INPUT DATA START

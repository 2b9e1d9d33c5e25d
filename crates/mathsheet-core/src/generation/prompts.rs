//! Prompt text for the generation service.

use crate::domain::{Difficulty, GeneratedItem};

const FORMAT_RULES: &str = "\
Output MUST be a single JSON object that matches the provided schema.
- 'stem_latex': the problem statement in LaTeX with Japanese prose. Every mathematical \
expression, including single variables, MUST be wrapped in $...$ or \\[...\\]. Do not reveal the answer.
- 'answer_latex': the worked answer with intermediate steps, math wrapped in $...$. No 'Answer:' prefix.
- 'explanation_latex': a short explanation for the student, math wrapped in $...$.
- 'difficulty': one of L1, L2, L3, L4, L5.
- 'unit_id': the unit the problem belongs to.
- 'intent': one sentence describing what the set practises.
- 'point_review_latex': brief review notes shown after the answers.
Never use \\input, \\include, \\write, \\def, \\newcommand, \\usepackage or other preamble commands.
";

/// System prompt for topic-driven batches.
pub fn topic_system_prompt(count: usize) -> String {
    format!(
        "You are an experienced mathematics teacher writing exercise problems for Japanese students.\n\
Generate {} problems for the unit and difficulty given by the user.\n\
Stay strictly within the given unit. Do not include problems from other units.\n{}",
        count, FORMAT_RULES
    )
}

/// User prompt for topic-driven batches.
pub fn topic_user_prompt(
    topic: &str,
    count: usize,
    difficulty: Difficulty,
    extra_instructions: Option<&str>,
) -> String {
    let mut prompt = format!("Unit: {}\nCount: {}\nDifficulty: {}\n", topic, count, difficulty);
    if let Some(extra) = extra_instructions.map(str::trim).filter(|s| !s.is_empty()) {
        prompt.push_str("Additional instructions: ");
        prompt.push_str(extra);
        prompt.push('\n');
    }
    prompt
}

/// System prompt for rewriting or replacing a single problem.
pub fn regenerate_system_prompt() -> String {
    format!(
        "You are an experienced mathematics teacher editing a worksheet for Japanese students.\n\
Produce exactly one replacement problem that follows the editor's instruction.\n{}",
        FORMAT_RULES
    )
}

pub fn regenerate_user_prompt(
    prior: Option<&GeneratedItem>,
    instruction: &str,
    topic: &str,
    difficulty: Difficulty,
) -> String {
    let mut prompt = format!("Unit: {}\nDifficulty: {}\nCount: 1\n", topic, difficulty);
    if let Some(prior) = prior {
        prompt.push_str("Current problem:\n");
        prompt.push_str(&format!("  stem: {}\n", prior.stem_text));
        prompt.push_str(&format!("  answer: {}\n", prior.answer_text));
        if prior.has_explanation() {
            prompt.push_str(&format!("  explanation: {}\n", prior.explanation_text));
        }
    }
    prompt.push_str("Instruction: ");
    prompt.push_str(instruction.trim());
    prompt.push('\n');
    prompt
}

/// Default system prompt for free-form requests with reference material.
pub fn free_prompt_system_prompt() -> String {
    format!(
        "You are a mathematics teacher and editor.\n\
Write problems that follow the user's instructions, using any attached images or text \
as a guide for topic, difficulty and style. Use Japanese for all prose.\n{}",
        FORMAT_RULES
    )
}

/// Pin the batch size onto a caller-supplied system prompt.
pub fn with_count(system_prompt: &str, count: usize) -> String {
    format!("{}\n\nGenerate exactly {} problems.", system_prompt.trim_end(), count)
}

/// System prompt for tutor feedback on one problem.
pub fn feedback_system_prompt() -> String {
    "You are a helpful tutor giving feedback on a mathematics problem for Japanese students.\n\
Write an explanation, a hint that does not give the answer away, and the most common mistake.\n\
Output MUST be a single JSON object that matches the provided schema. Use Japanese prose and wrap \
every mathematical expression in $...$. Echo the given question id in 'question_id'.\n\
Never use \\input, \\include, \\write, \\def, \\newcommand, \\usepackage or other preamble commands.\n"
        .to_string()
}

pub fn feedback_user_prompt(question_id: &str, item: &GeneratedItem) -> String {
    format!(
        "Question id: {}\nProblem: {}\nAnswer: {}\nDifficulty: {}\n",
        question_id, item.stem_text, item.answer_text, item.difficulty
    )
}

INPUT DATA END
INPUT DATA START

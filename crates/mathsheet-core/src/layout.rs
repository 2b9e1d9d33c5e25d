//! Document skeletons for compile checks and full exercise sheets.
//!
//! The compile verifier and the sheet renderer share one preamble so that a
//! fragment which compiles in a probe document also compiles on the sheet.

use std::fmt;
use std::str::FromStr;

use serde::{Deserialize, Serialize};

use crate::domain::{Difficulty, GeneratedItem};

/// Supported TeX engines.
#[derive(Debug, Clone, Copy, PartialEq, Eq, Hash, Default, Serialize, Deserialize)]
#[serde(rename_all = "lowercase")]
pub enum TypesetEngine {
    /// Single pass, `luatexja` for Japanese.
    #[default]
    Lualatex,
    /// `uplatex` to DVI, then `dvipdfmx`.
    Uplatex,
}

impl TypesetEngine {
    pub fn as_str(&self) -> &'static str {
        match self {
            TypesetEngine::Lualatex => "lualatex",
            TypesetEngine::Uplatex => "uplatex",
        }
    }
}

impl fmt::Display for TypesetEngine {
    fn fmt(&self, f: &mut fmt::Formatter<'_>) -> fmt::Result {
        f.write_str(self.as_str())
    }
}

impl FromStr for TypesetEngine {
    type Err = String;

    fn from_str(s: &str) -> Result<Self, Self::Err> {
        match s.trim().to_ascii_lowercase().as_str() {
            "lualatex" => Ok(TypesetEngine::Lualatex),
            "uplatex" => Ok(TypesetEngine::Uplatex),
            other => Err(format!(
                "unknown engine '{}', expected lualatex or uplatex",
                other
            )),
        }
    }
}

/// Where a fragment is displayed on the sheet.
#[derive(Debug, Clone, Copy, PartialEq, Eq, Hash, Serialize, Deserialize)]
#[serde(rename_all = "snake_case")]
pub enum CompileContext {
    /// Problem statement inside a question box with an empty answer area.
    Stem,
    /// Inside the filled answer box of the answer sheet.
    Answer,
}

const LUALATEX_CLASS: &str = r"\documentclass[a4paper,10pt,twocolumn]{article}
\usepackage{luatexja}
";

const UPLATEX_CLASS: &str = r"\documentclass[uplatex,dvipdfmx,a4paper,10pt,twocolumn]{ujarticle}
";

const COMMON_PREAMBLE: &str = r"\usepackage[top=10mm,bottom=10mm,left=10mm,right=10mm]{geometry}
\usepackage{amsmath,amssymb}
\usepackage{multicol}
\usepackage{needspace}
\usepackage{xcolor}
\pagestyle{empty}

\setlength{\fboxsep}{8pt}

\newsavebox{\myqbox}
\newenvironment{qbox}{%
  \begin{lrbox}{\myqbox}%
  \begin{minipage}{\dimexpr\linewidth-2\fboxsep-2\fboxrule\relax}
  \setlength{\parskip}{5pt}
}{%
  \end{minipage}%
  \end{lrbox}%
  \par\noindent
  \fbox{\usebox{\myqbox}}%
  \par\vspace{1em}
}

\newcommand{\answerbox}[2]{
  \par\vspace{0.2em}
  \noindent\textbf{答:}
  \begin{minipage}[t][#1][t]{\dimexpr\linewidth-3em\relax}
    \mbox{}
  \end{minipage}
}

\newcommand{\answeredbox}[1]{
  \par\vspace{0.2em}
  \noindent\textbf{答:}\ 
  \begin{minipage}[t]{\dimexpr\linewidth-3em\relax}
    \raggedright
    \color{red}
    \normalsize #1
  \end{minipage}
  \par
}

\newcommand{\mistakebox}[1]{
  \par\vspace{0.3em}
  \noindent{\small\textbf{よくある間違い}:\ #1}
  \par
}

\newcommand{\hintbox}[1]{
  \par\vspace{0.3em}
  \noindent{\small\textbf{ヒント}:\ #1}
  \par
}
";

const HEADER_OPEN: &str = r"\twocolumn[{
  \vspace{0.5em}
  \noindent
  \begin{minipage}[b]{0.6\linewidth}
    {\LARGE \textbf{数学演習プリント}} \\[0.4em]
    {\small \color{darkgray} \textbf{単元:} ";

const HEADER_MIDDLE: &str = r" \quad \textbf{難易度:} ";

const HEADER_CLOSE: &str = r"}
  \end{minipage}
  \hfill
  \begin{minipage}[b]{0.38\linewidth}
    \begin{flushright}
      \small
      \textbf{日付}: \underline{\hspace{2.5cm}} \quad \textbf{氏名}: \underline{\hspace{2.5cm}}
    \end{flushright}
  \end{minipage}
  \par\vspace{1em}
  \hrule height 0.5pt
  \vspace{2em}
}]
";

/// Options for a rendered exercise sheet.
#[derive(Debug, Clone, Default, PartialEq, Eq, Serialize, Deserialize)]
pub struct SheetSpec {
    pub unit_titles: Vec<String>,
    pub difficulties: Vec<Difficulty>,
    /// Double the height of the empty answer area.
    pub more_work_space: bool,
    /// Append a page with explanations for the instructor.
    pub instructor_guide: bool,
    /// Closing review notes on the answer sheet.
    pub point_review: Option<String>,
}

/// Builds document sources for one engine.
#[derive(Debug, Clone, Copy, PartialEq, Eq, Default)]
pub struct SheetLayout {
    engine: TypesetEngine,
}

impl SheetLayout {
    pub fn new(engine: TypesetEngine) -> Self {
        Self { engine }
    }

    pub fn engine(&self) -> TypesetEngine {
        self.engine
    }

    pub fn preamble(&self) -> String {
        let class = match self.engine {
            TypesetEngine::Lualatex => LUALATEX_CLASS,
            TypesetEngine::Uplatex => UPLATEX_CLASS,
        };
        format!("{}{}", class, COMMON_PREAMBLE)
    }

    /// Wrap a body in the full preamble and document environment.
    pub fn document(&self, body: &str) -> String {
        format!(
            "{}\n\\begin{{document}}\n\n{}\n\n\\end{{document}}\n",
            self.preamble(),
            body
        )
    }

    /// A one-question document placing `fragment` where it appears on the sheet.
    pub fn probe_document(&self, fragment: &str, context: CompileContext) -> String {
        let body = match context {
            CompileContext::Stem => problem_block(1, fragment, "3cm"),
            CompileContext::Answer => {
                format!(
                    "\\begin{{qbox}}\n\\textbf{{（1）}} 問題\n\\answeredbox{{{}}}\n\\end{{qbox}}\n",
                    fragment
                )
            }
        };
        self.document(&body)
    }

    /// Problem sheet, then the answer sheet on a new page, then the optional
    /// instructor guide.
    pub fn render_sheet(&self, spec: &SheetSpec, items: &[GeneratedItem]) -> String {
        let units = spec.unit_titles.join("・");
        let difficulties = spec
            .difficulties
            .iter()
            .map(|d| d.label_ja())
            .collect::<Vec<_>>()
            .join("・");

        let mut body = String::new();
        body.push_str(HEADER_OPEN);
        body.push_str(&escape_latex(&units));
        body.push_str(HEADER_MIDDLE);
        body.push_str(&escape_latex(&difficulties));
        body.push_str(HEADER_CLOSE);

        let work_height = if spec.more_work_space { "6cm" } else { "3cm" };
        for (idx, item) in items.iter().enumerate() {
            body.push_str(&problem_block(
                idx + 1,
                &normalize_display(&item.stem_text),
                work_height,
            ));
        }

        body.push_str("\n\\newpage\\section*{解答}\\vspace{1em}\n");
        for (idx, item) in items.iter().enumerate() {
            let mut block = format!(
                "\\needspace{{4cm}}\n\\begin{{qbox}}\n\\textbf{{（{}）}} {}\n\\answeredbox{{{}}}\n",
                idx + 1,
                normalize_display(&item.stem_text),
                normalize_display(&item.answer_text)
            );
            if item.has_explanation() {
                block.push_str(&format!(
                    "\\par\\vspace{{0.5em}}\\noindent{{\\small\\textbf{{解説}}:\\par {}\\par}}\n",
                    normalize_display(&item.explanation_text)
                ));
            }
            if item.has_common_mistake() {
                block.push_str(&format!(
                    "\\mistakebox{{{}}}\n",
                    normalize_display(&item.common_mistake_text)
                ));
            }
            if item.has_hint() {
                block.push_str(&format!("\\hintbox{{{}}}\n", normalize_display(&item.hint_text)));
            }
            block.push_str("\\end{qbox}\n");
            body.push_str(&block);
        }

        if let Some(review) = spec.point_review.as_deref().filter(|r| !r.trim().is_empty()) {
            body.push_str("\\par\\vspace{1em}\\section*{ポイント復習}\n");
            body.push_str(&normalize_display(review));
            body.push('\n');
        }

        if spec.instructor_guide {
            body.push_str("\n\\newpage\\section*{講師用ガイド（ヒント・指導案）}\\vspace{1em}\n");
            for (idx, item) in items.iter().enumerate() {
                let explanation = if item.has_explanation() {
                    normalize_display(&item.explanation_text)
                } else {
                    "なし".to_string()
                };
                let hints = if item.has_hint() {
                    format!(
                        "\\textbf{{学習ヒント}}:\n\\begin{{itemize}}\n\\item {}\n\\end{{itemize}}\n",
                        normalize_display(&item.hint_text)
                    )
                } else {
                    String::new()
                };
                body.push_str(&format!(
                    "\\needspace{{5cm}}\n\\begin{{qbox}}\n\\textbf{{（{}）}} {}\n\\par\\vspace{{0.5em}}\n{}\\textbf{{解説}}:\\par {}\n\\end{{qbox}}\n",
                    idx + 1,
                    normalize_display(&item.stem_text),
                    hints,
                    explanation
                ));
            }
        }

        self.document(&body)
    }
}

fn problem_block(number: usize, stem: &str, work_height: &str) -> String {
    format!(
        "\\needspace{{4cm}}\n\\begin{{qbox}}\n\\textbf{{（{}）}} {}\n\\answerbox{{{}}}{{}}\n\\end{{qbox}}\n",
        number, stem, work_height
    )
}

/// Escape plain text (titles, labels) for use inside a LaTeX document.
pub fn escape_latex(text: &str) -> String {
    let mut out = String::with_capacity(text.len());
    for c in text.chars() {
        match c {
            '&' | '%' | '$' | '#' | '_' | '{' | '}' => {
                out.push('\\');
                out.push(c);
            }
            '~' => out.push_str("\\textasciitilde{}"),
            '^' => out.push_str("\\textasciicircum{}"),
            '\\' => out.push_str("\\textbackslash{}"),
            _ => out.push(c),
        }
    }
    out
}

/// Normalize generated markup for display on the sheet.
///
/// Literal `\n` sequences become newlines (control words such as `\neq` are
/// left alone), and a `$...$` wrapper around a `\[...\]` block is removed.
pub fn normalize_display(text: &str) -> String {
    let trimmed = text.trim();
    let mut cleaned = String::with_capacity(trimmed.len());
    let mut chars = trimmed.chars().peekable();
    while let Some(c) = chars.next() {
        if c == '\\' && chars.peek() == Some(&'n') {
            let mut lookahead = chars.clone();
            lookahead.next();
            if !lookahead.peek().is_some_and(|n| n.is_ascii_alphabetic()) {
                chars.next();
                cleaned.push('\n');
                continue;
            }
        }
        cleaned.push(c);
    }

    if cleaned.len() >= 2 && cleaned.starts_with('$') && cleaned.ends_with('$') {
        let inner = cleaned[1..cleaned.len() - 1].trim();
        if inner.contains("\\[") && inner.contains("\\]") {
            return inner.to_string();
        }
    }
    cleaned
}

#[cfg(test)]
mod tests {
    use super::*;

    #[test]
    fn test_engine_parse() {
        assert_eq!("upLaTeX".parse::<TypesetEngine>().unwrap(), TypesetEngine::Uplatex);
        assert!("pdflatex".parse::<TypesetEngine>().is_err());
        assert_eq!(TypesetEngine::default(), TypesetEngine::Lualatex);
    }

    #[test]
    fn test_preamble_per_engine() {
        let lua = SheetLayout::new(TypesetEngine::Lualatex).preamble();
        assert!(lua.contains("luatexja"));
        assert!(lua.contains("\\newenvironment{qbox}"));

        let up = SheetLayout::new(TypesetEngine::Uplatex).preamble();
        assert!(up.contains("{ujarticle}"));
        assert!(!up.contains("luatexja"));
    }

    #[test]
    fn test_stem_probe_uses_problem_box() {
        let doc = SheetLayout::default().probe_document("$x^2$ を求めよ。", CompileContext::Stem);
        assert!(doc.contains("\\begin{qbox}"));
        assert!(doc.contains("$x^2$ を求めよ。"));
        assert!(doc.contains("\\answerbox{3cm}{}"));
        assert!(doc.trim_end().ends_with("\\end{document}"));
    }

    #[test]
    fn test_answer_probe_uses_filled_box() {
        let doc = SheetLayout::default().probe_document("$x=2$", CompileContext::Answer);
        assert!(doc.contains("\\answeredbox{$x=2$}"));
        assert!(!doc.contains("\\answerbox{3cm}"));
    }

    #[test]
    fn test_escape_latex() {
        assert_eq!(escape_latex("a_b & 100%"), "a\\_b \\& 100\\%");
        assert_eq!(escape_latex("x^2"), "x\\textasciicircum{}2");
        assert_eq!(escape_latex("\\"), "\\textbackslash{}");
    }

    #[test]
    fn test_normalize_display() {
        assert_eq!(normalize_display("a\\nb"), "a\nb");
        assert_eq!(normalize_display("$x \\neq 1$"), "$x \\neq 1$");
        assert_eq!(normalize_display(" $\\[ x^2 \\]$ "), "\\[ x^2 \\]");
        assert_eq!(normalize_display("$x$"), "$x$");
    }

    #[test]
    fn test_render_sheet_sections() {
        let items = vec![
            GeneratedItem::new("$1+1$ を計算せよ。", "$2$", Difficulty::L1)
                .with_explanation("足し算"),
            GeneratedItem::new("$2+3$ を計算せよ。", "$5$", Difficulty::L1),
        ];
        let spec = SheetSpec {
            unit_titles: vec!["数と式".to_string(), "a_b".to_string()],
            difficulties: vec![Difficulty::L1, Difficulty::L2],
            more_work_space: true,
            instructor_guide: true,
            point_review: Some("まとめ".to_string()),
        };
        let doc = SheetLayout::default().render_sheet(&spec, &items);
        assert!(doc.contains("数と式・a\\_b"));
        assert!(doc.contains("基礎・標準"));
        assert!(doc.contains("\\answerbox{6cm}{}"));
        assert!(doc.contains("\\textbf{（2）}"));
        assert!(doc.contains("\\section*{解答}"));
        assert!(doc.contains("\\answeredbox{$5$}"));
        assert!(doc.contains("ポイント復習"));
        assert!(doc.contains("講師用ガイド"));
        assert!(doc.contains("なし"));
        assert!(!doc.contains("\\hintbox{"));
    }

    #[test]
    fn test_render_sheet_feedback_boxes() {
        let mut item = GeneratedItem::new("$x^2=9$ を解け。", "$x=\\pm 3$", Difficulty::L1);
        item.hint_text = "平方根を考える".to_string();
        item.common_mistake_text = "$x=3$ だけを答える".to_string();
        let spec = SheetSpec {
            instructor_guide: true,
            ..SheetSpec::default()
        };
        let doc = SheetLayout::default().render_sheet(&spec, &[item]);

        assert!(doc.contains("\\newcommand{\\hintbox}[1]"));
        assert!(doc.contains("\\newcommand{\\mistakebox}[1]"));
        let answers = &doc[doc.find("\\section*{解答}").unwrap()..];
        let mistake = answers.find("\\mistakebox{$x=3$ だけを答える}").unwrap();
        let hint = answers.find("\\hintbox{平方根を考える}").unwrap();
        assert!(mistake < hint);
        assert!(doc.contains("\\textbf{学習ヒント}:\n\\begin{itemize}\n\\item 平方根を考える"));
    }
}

INPUT DATA END
INPUT DATA START

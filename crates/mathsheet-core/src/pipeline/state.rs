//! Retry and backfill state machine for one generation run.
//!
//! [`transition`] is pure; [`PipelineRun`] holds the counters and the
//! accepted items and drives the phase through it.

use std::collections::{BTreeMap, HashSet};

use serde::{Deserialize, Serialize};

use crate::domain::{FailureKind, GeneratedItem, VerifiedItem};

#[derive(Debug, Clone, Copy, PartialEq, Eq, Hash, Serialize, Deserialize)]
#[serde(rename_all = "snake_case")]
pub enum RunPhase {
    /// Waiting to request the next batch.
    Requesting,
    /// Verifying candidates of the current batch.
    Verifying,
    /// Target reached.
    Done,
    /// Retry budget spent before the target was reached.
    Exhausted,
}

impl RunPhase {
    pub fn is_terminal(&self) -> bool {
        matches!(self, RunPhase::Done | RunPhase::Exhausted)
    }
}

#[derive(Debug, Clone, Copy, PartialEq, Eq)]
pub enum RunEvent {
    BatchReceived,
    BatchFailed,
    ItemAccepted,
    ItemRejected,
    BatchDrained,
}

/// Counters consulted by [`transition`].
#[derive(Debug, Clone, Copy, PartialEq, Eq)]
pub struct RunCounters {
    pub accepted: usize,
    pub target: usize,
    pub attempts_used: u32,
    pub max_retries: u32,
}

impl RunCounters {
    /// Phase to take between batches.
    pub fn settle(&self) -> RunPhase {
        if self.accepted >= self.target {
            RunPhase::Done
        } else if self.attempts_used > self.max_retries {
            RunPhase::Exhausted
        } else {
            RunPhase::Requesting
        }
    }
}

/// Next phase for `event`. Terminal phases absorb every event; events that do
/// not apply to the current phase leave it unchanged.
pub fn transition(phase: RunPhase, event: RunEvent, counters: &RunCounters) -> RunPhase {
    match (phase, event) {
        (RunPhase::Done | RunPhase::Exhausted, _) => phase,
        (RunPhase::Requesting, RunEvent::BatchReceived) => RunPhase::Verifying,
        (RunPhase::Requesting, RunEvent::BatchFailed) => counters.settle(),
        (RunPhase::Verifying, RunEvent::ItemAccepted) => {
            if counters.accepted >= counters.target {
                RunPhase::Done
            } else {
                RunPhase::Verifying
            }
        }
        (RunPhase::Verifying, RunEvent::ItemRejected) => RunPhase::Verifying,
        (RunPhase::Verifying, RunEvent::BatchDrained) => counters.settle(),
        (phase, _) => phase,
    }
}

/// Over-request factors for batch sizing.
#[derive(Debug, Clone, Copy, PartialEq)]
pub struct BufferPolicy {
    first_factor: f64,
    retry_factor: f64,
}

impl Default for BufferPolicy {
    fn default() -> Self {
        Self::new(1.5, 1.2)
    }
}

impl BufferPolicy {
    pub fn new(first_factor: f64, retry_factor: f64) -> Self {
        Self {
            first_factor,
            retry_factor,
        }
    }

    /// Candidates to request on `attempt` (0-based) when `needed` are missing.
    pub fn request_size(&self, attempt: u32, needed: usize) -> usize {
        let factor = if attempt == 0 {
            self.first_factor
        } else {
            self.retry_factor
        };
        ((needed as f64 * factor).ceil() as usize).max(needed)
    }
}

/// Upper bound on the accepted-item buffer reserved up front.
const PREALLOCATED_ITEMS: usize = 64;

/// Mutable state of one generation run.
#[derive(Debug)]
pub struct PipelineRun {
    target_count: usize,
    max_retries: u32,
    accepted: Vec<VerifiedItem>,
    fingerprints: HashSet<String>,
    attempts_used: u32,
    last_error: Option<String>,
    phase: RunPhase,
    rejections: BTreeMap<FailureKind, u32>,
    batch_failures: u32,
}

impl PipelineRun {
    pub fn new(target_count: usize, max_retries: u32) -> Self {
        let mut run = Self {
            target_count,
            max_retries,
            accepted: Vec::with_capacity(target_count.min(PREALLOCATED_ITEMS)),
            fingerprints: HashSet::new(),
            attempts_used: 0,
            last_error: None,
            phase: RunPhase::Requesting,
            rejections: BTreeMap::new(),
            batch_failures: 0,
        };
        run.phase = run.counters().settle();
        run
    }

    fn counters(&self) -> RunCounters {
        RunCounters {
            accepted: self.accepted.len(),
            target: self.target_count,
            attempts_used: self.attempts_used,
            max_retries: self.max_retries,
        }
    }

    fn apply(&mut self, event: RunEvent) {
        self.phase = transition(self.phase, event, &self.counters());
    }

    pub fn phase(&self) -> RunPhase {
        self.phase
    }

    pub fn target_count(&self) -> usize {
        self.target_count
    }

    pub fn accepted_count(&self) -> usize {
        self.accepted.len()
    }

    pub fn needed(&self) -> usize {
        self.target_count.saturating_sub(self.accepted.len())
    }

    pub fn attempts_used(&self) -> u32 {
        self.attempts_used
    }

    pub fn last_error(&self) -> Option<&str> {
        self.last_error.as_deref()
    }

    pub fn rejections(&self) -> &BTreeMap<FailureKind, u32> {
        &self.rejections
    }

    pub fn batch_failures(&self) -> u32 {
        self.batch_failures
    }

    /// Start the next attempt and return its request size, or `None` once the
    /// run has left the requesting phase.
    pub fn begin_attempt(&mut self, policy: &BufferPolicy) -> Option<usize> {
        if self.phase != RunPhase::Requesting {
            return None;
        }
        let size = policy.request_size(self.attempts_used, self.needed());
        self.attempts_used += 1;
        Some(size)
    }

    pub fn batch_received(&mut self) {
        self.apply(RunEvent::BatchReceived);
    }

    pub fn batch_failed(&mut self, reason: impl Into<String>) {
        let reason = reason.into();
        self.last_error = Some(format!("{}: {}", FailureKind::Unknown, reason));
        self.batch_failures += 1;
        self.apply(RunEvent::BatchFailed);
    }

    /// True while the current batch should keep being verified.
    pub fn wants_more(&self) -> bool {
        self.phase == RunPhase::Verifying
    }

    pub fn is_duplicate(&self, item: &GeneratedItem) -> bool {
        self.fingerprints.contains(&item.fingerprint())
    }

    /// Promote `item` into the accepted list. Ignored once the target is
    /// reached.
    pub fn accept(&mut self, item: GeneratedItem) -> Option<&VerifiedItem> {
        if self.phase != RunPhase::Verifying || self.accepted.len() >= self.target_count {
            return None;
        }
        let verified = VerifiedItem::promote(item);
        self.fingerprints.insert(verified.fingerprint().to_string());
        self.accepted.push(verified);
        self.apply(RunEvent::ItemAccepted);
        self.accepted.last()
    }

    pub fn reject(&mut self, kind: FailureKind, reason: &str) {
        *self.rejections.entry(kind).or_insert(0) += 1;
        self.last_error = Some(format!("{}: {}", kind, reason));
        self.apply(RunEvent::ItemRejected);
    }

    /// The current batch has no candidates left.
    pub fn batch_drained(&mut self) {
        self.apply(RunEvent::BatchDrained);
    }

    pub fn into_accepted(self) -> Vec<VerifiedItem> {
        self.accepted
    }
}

INPUT DATA END

WHAT THE TASK ASKS: Look over the records above and say how many lines hold the word "SheetSpec", giving the number alone.

ANSWER TO THE EXERCISE: 5